Reference

turbohtml: fast, typed HTML utilities powered by a C-accelerated core.

class turbohtml.Token

An HTML token produced by Tokenizer or tokenize(). Immutable; the meaningful attributes depend on .type.

attr(default=None)

Return the value of attribute name on a start or end tag. A valueless attribute yields None; a missing attribute yields default.

Parameters:
Return type:

str | None

attrs

attribute (name, value) pairs for tags, else None

Type:

list[tuple[str, str | None]] | None

col

0-based source column where this token began

Type:

int

data

text run or comment data, else None

Type:

str | None

force_quirks

whether a DOCTYPE forces quirks mode

Type:

bool

line

1-based source line where this token began

Type:

int

name

DOCTYPE name, else None

Type:

str | None

public_id

DOCTYPE public identifier, else None

Type:

str | None

self_closing

whether a start tag carried a trailing slash

Type:

bool

system_id

DOCTYPE system identifier, else None

Type:

str | None

tag

lowercased tag name for start/end tags, else None

Type:

str | None

type

the TokenType of this token

Type:

TokenType

class turbohtml.Tokenizer

Streaming HTML tokenizer. Feed markup with feed() and iterate the returned iterators; call close() at the end, or use the tokenizer as a context manager so leaving the with block signals end of input, then iterate the tokenizer itself for the remaining tokens. For a whole string at once use tokenize().

close()

Signal end of input and return an iterator over the final tokens, flushing any buffered text and the token in progress.

Return type:

Iterator[Token]

feed()

Append a chunk of markup and return an iterator over the tokens that are now complete. Text before an unfinished tag stays buffered until more is fed or close() is called.

Parameters:

data (str)

Return type:

Iterator[Token]

reset()

Discard all input and return to the initial Data state.

Return type:

None

turbohtml.__version__ = '0.2.0'

The installed package version.

turbohtml.escape(s, quote=True)

Replace special characters “&”, “<” and “>” with HTML-safe sequences.

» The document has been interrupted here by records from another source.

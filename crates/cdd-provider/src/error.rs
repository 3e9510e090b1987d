//! Error types for container runtimes

use thiserror::Error;

#[derive(Error, Debug)]
pub enum ProviderError {
    #[error("Failed to connect to container runtime: {0}")]
    ConnectionError(String),

    #[error("Container not found: {0}")]
    ContainerNotFound(String),

    #[error("Image pull failed: {0}")]
    PullError(String),

    #[error("Container runtime error: {0}")]
    RuntimeError(String),

    #[error("I/O error: {0}")]
    IoError(#[from] std::io::Error),

    #[error("Timeout waiting for operation")]
    Timeout,
}

impl From<bollard::errors::Error> for ProviderError {
    fn from(e: bollard::errors::Error) -> Self {
        match e {
            bollard::errors::Error::DockerResponseServerError {
                status_code: 404,
                message,
            } => ProviderError::ContainerNotFound(message),
            bollard::errors::Error::RequestTimeoutError => ProviderError::Timeout,
            other => ProviderError::RuntimeError(other.to_string()),
        }
    }
}

pub type Result<T> = std::result::Result<T, ProviderError>;
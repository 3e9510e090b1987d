//! Feedback messages with auto-expiry

use std::time::Duration;
use tokio::time::Instant;

/// How a feedback message should be presented
#[derive(Debug, Clone, Copy, PartialEq, Eq)]
pub enum Severity {
    Info,
    Success,
    Warning,
    Error,
}

/// A single line of user feedback
#[derive(Debug, Clone, PartialEq)]
pub struct FeedbackMessage {
    pub text: String,
    pub severity: Severity,
    /// When the message disappears; `None` keeps it until replaced
    pub expires_at: Option<Instant>,
}

impl FeedbackMessage {
    pub fn new(text: impl Into<String>, severity: Severity) -> Self {
        Self {
            text: text.into(),
            severity,
            expires_at: None,
        }
    }
}

/// One message slot with a single pending expiry.
///
/// Setting a message replaces both the text and the deadline, so an expiry
/// scheduled for an older message can never clear a newer one.
#[derive(Debug, Clone, Default)]
pub struct EphemeralMessage {
    current: Option<FeedbackMessage>,
}

impl EphemeralMessage {
    pub fn new() -> Self {
        Self::default()
    }

    /// Replace the current message. `ttl` of `None` means no expiry.
    pub fn set(
        &mut self,
        text: impl Into<String>,
        severity: Severity,
        ttl: Option<Duration>,
        now: Instant,
    ) {
        self.current = Some(FeedbackMessage {
            text: text.into(),
            severity,
            expires_at: ttl.map(|d| now + d),
        });
    }

    pub fn clear(&mut self) {
        self.current = None;
    }

    /// Drop the message if its deadline has passed. Returns true if it was cleared.
    pub fn tick(&mut self, now: Instant) -> bool {
        let expired = matches!(
            &self.current,
            Some(FeedbackMessage { expires_at: Some(at), .. }) if now >= *at
        );
        if expired {
            self.current = None;
        }
        expired
    }

    pub fn current(&self) -> Option<&FeedbackMessage> {
        self.current.as_ref()
    }

    /// Current text, empty when there is no message
    pub fn text(&self) -> &str {
        self.current.as_ref().map(|m| m.text.as_str()).unwrap_or("")
    }

    pub fn severity(&self) -> Option<Severity> {
        self.current.as_ref().map(|m| m.severity)
    }
}
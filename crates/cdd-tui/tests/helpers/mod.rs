use cdd_config::GlobalConfig;
use cdd_provider::test_support::{mock_container, MockRuntime};
use cdd_provider::ContainerState;
use cdd_tui::App;
use ratatui::{backend::TestBackend, Terminal};
use std::sync::Arc;
use std::time::Duration;

/// Mock runtime listing three containers: web (running), db (exited), cache (running)
#[allow(dead_code)]
pub fn mock_with_three() -> Arc<MockRuntime> {
    Arc::new(MockRuntime::with_containers(vec![
        mock_container("a1b2c3d4e5f6", "web", ContainerState::Running),
        mock_container("b1b2c3d4e5f6", "db", ContainerState::Exited),
        mock_container("c1b2c3d4e5f6", "cache", ContainerState::Running),
    ]))
}

/// App over `mock` with polling started and the first snapshot applied
#[allow(dead_code)]
pub async fn started_app(mock: &Arc<MockRuntime>) -> App {
    let mut app = App::with_runtime(mock.clone(), &GlobalConfig::default());
    app.dashboard.start();
    settle(&mut app).await;
    app
}

/// Let background tasks run, then apply whatever they produced
#[allow(dead_code)]
pub async fn settle(app: &mut App) -> usize {
    tokio::time::sleep(Duration::from_millis(10)).await;
    app.drain_updates()
}

/// Render the app to a TestBackend and capture output as a string
#[allow(dead_code)]
pub fn render_app(app: &App, width: u16, height: u16) -> String {
    let backend = TestBackend::new(width, height);
    let mut terminal = Terminal::new(backend).unwrap();
    terminal
        .draw(|frame| cdd_tui::ui::draw(frame, app))
        .unwrap();
    let buffer = terminal.backend().buffer().clone();
    buffer_to_string(&buffer)
}

/// Convert a ratatui buffer to a string representation
#[allow(dead_code)]
pub fn buffer_to_string(buffer: &ratatui::buffer::Buffer) -> String {
    let mut output = String::new();
    for y in 0..buffer.area.height {
        for x in 0..buffer.area.width {
            let cell = buffer.get(x, y);
            output.push_str(cell.symbol());
        }
        output.push('\n');
    }
    output
}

If the optional flag quote is true (the default), the quotation mark characters, both double quote (”) and single quote (‘), are also translated.

Parameters:
Return type:

str

turbohtml.tokenize(s, /)

Tokenize a whole HTML string, returning an iterator of Token objects following the WHATWG tokenization algorithm.

Parameters:

s (str)

Return type:

Iterator[Token]

turbohtml.unescape(s, /)

Convert all named and numeric character references in s to the corresponding Unicode characters, following the HTML5 rules.

Parameters:

s (str)

Return type:

str

class turbohtml.TokenType(*values)

The kind of a Token; selects which of its attributes are meaningful.

TEXT = 0
START_TAG = 1
END_TAG = 2
COMMENT = 3
DOCTYPE = 4